DATE: 20021011 DOCKET: C36557
COURT OF APPEAL FOR ONTARIO
O’CONNOR A.C.J.O., CRONK and ARMSTRONG JJ.A.
B E T W E E N:
HER MAJESTY THE QUEEN
Respondent
- and -
CARLO BERTUCCI
Appellant
Barry Fox, for the appellant
Beverly J. Wilton, for the respondent
Heard: September 19, 2002
On appeal from the convictions entered by Justice J. McGarry, sitting with a jury, on May 9, 2001 and the sentences imposed on September 4, 2001.
O’CONNOR A.C.J.O.:
[1] After a trial by a court composed of a judge and jury, the appellant was convicted of six drug-related offences and sentenced to a term of seven years imprisonment. In addition, the trial judge imposed fines totalling $10,000 or on default of payment an additional six months in jail. This is an appeal against the convictions and sentences.
[2] The appellant raises four grounds of appeal against the convictions. Three of those grounds relate to the trial judge’s charge to the jury as it applied to all of the counts in the indictment. The other ground of appeal applies only to count 8, which is a charge of possession of cocaine for the purpose of trafficking.

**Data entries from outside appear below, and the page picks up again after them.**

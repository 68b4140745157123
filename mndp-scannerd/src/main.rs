mod api;
mod config;
mod mndp;
mod notifier;
mod registry;
mod registry_manager;

use std::sync::Arc;
use tokio::sync::{mpsc, watch};
use tokio_util::sync::CancellationToken;
use anyhow::{Context, Result};
use shared::types::DeviceSnapshot;
use crate::config::Config;
use crate::mndp::host::HostInfo;
use crate::notifier::Notifier;
use crate::registry::{hash, DeviceRegistry};

#[tokio::main]
async fn main() -> Result<()> {
    // Initialize tracing
    tracing_subscriber::fmt()
        .with_env_filter(
            tracing_subscriber::EnvFilter::try_from_default_env()
                .unwrap_or_else(|_| tracing_subscriber::EnvFilter::new("mndp_scannerd=info"))
        )
        .init();

    tracing::info!("Starting mndp-scannerd");

    // Load config
    let config_path = std::env::args()
        .nth(1)
        .unwrap_or_else(|| "/etc/mndp-scanner/scannerd.toml".to_string());

    let config = Config::load(&config_path)
        .with_context(|| format!("Failed to load config from {}", config_path))?;

    tracing::info!("Loaded config from {}", config_path);

    let registry = Arc::new(DeviceRegistry::new());
    let notifier = Arc::new(Notifier::new());

    let (hash_tx, hash_rx) = watch::channel(hash::compute_hash(&DeviceSnapshot::new()));

    // Create cancellation token for graceful shutdown
    let cancel = CancellationToken::new();

    // Spawn beacon task
    let host = HostInfo::new(config.announce.clone());
    let beacon_cancel = cancel.clone();
    let beacon_handle = tokio::spawn(async move {
        if let Err(e) = mndp::beacon::run_beacon(host, beacon_cancel).await {
            tracing::error!("Beacon error: {:#}", e);
        }
    });

    // Spawn listener task
    let (listener_tx, listener_rx) = mpsc::channel(256);
    let listener_cancel = cancel.clone();
    let listener_handle = tokio::spawn(async move {
        if let Err(e) = mndp::listener::run_listener(listener_tx, listener_cancel).await {
            tracing::error!("Listener error: {:#}", e);
        }
    });

    // Spawn registry manager task
    let mgr_cancel = cancel.clone();
    let mgr_registry = registry.clone();
    let mgr_notifier = notifier.clone();
    let mgr_handle = tokio::spawn(async move {
        if let Err(e) = registry_manager::run(mgr_registry, mgr_notifier, hash_tx, listener_rx, mgr_cancel).await {
            tracing::error!("Registry manager error: {:#}", e);
        }
    });

    // Build API router
    let app_state = api::routes::AppState {
        registry,
        notifier,
        hash_rx,
    };
    let app = api::routes::router(app_state);

    // Bind HTTP server
    let listener = tokio::net::TcpListener::bind(&config.api.listen)
        .await
        .with_context(|| format!("Failed to bind to {}", config.api.listen))?;

    tracing::info!("Web server started on http://{}", config.api.listen);

    // Run server with graceful shutdown
    let server_cancel = cancel.clone();
    let server_handle = tokio::spawn(async move {
        if let Err(e) = axum::serve(listener, app)
            .with_graceful_shutdown(async move { server_cancel.cancelled().await })
            .await
        {
            tracing::error!("Server error: {}", e);
        }
    });

    // Wait for shutdown signal
    tokio::signal::ctrl_c()
        .await
        .context("Failed to listen for ctrl-c")?;

    tracing::info!("Shutdown signal received");

    // Trigger cancellation
    cancel.cancel();

    // Wait for all tasks to complete
    let _ = tokio::join!(beacon_handle, listener_handle, mgr_handle, server_handle);

    tracing::info!("Shutdown complete");
    Ok(())
}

[3] Trial counsel for the appellant (not Mr. Fox) did not object to the charge on any of the bases on which this appeal is brought.
Reasonable Doubt
[4] It is argued that the trial judge erred in the manner in which he defined reasonable doubt. The trial judge’s instruction on reasonable doubt complied with the criteria set out by the Supreme Court of Canada in R. v. Lifchus, [1997] 3 S.C.R. 320, except in two respects. At one point, the trial judge said:
In short, if, based on the evidence before the court, you are sure the accused committed the offence you are considering, you should convict him.… [Emphasis added.]
[5] In addition, although the trial judge correctly told the jury that a reasonable doubt is “logically derived from the evidence”, he neglected to tell them that it could also be found in an absence of evidence.
[6] Reading the charge as a whole, I am not persuaded that the trial judge’s instruction on reasonable doubt constitutes a reversible error. The trial judge told the jury not to speculate and to found their fact-finding inquiries upon reasoned conclusions. Moreover, in the part of the charge describing what constitutes reasonable doubt, the trial judge included two very clear instructions on the burden of proof, the effect of which made it clear that if the Crown’s evidence fell short of establishing guilt beyond a reasonable doubt – an absence of evidence – then the jury must acquit. I am satisfied that on a fair reading of the whole charge, the jury would have understood the standard of proof.
The R. v. D.W. Instruction
[7] The appellant submits that the trial judge erred in instructing the jury on the third branch of the instruction prescribed in R. v. D.W., [1991] 1 S.C.R. 742. After correctly setting out the first and second branches of the instruction, the trial judge said:
So even though you disbelieve him, but if he leaves you with a reasonable doubt as to whether the Crown’s proved its case, then you must acquit. Of course, if you are satisfied, having listened to his evidence, and you do not believe him, and he does not raise a reasonable doubt, then you are entitled to consider whether you should convict the accused.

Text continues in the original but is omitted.